On top of match pair testing, governments have intervened – such as the Housing Finance Agency (HFA) loans in the U.S. – to make housing more affordable, in an effort to address institutional bias. However, the paper concludes that governmental solutions alone cannot fix the problem.
Personal and commercial lending also poses a major problem for minorities.Hispanic and Black individuals are more likely to be “unbanked” or “underbanked” than white individuals and Black-owned businesses face similar results.
Racial bias can be found in credit algorithms, face-to-face lending and access to banking, but the paper suggests ways to mitigate these biases through a few methods, namely AI.

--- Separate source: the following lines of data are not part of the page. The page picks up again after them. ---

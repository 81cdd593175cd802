//! Clock time handling.
//!
//! Darwin reports times as "HH:MM" strings and the forecast provider uses
//! "HH:MM AM" / "HH:MM PM". Both are turned into decimal hours since
//! midnight so they can be compared and offset with plain arithmetic.

use std::fmt;

use serde::Serialize;

/// Error returned when parsing a malformed time string.
#[derive(Debug, Clone, PartialEq, Eq, thiserror::Error)]
#[error("invalid time {input:?}: {reason}")]
pub struct TimeError {
    input: String,
    reason: &'static str,
}

impl TimeError {
    fn new(input: &str, reason: &'static str) -> Self {
        Self {
            input: input.to_string(),
            reason,
        }
    }
}

/// Hours since midnight as a decimal, e.g. 13:30 is `13.5`.
///
/// The fractional part is always `minutes / 60`. Parsing does not check that
/// the hour is below 24; values come straight from the provider.
///
/// # Examples
///
/// ```
/// use commute_server::domain::ClockTime;
///
/// assert_eq!(ClockTime::from_24h("13:30").unwrap().hours(), 13.5);
/// assert_eq!(ClockTime::from_12h("01:15 PM").unwrap().hours(), 13.25);
/// assert!(ClockTime::from_24h("1330").is_err());
/// ```
#[derive(Clone, Copy, PartialEq, PartialOrd, Serialize)]
#[serde(transparent)]
pub struct ClockTime(f64);

impl ClockTime {
    /// Wrap a decimal hour value.
    pub fn from_hours(hours: f64) -> Self {
        Self(hours)
    }

    /// Parse a 24-hour "HH:MM" string.
    pub fn from_24h(s: &str) -> Result<Self, TimeError> {
        if s.len() != 5 {
            return Err(TimeError::new(s, "expected HH:MM"));
        }
        let (hour, minute) = split_hhmm(s)?;
        Ok(Self::from_parts(hour, minute))
    }

    /// Parse a 12-hour "HH:MM AM" or "HH:MM PM" string.
    ///
    /// The marker is case-insensitive. The hour is kept for AM and has twelve
    /// added for PM, with no special case for 12, so "12:00 AM" comes out as
    /// 12.0 and "12:30 PM" as 24.5.
    pub fn from_12h(s: &str) -> Result<Self, TimeError> {
        if s.len() != 8 {
            return Err(TimeError::new(s, "expected HH:MM AM or HH:MM PM"));
        }
        let (hour, minute) = split_hhmm(s)?;

        let hour = match s.get(5..).map(str::to_ascii_uppercase).as_deref() {
            Some(" AM") => hour,
            Some(" PM") => hour + 12,
            _ => return Err(TimeError::new(s, "expected AM or PM marker")),
        };

        Ok(Self::from_parts(hour, minute))
    }

    fn from_parts(hour: u32, minute: u32) -> Self {
        Self(f64::from(hour) + f64::from(minute) / 60.0)
    }

    /// Returns the decimal hour value.
    pub fn hours(self) -> f64 {
        self.0
    }

    /// Shift by a number of hours. Does not wrap at midnight.
    pub fn plus_hours(self, hours: f64) -> Self {
        Self(self.0 + hours)
    }
}

impl fmt::Debug for ClockTime {
    fn fmt(&self, f: &mut fmt::Formatter<'_>) -> fmt::Result {
        write!(f, "ClockTime({})", self.0)
    }
}

impl fmt::Display for ClockTime {
    fn fmt(&self, f: &mut fmt::Formatter<'_>) -> fmt::Result {
        let total_minutes = (self.0 * 60.0).round() as i64;
        write!(f, "{:02}:{:02}", total_minutes / 60, total_minutes % 60)
    }
}

/// Split the leading "HH:MM" of `s` into hour and minute.
fn split_hhmm(s: &str) -> Result<(u32, u32), TimeError> {
    let bytes = s.as_bytes();

    if bytes[2] != b':' {
        return Err(TimeError::new(s, "expected colon at position 2"));
    }

    let hour = parse_two_digits(&bytes[0..2]).ok_or_else(|| TimeError::new(s, "invalid hour"))?;
    let minute =
        parse_two_digits(&bytes[3..5]).ok_or_else(|| TimeError::new(s, "invalid minute"))?;

    Ok((hour, minute))
}

/// Parse two ASCII digit bytes into a u32.
fn parse_two_digits(bytes: &[u8]) -> Option<u32> {
    if bytes.len() != 2 {
        return None;
    }
    let d1 = (bytes[0] as char).to_digit(10)?;
    let d2 = (bytes[1] as char).to_digit(10)?;
    Some(d1 * 10 + d2)
}

#[cfg(test)]
mod tests {
    use super::*;

    #[test]
    fn parse_24h() {
        assert_eq!(ClockTime::from_24h("13:30").unwrap().hours(), 13.5);
        assert_eq!(ClockTime::from_24h("00:00").unwrap().hours(), 0.0);
        assert_eq!(ClockTime::from_24h("23:45").unwrap().hours(), 23.75);
        assert_eq!(ClockTime::from_24h("07:15").unwrap().hours(), 7.25);
    }

    #[test]
    fn parse_24h_does_not_check_range() {
        assert_eq!(ClockTime::from_24h("25:30").unwrap().hours(), 25.5);
    }

    #[test]
    fn reject_malformed_24h() {
        assert!(ClockTime::from_24h("").is_err());
        assert!(ClockTime::from_24h("1330").is_err());
        assert!(ClockTime::from_24h("13:3").is_err());
        assert!(ClockTime::from_24h("13:300").is_err());
        assert!(ClockTime::from_24h("13-30").is_err());
        assert!(ClockTime::from_24h("ab:cd").is_err());
        assert!(ClockTime::from_24h("On time").is_err());
    }

    #[test]
    fn parse_12h() {
        assert_eq!(ClockTime::from_12h("01:15 PM").unwrap().hours(), 13.25);
        assert_eq!(ClockTime::from_12h("11:45 AM").unwrap().hours(), 11.75);
        assert_eq!(ClockTime::from_12h("06:30 AM").unwrap().hours(), 6.5);
        assert_eq!(ClockTime::from_12h("08:00 PM").unwrap().hours(), 20.0);
    }

    #[test]
    fn parse_12h_lowercase_marker() {
        assert_eq!(
            ClockTime::from_12h("06:14 pm").unwrap(),
            ClockTime::from_24h("18:14").unwrap()
        );
        assert_eq!(ClockTime::from_12h("07:05 am").unwrap().hours(), 7.0 + 5.0 / 60.0);
    }

    #[test]
    fn twelve_oclock_is_not_special_cased() {
        // Pinned: the twelve-hour rule adds 12 to anything that isn't AM and
        // leaves 12 AM alone, so midnight and noon both land off by 12.
        assert_eq!(ClockTime::from_12h("12:00 AM").unwrap().hours(), 12.0);
        assert_eq!(ClockTime::from_12h("12:30 PM").unwrap().hours(), 24.5);
    }

    #[test]
    fn reject_malformed_12h() {
        assert!(ClockTime::from_12h("01:15").is_err());
        assert!(ClockTime::from_12h("01:15PM").is_err());
        assert!(ClockTime::from_12h("01:15 XM").is_err());
        assert!(ClockTime::from_12h("1:15 PM ").is_err());
        assert!(ClockTime::from_12h("xx:15 PM").is_err());
    }

    #[test]
    fn plus_hours_does_not_wrap() {
        let t = ClockTime::from_24h("23:30").unwrap().plus_hours(1.0);
        assert_eq!(t.hours(), 24.5);
    }

    #[test]
    fn ordering() {
        let a = ClockTime::from_24h("09:30").unwrap();
        let b = ClockTime::from_24h("10:00").unwrap();
        assert!(a < b);
        assert!(b <= ClockTime::from_hours(10.0));
    }

    #[test]
    fn display() {
        assert_eq!(ClockTime::from_24h("09:05").unwrap().to_string(), "09:05");
        assert_eq!(ClockTime::from_hours(13.5).to_string(), "13:30");
    }

    #[test]
    fn serializes_as_number() {
        let t = ClockTime::from_24h("13:30").unwrap();
        assert_eq!(serde_json::to_string(&t).unwrap(), "13.5");
    }

    #[test]
    fn error_display() {
        let err = ClockTime::from_24h("1330").unwrap_err();
        assert_eq!(err.to_string(), "invalid time \"1330\": expected HH:MM");
    }
}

Some lending products use AI to improve fairness. The paper notes this could have practical uses for “ratemaking and many other applications in the insurance industry.” But researchers note there is a potential for the AI to become biased itself.
Other solutions for personal and commercial lending include Community Development Financial Institutions (CDFI), which revitalize low-income and minority communities through investments.
However, CDFIs have not entirely eliminated disparities that impact Black-owned businesses. “These disparities widened during the COVID-19 pandemic,” according to the research, which shows Black-owned businesses are more likely to receive loan denials and higher interest rates for accepted loans.
“The insurance industry may benefit from considering a multi-party approach to identify and address potential issues of racial bias in insurance practices,” the research suggests.
Credit scoring also suggests a major disparity between minorities and non-minorities. Previous research finds Black and Hispanic populations have a higher rate of no credit history and unscored credit records, making them unable to access loans.
One potential solution to racial bias in credit scoring is the use of “alternative data,” like rental payments, utility payments and affiliation with community groups to determine credit algorithms.
The researchers note this type of data results in higher acceptance rates for loan applications among all, including minorities – it led to a 22% increase in acceptance rates for Hispanic consumers, 21% for Black consumers, 14% for Asian consumers and around 8% for White consumers. Credit bureaus like Equifax, Experian and TransUnion have already begun using alternative data.
During the press briefing, the researchers noted that “we were looking to see what lessons we could learn for the insurance industry and there are some clear parallels between issues covered in this research and what we’re seeing going on in the insurance industry,” Bender says.
Even though insurance companies alone are not responsible for some of these societal issues, “what role do insurance companies play in addressing the issue?” the researchers pose.
Mosley notes regulators are considering actions to prohibit certain practices or certain rating factors or looking for additional monitoring and controls on data and controls on modeling practices.
One area in P&C insurance could be a source for unintended bias, the researchers noted. A main underwriting consideration in determining if a home is insurable is the “maintenance and upkeep of the home.”
“What if the reason that the electrical system and roof have not been updated is because the homeowner did not have the resources to pay for these updates, or financial institutions were less willing to lend money to the homeowner to make these updates?” the researchers pose in the paper.
“In this case, the insurance industry is not intentionally biased against areas, but simply reacting to data. But there could be some unintentional bias given that areas that historically were redlined could possibly be charged more based on the condition of the home,” said Roosevelt Mosley CAS fellow and researcher in the press briefing.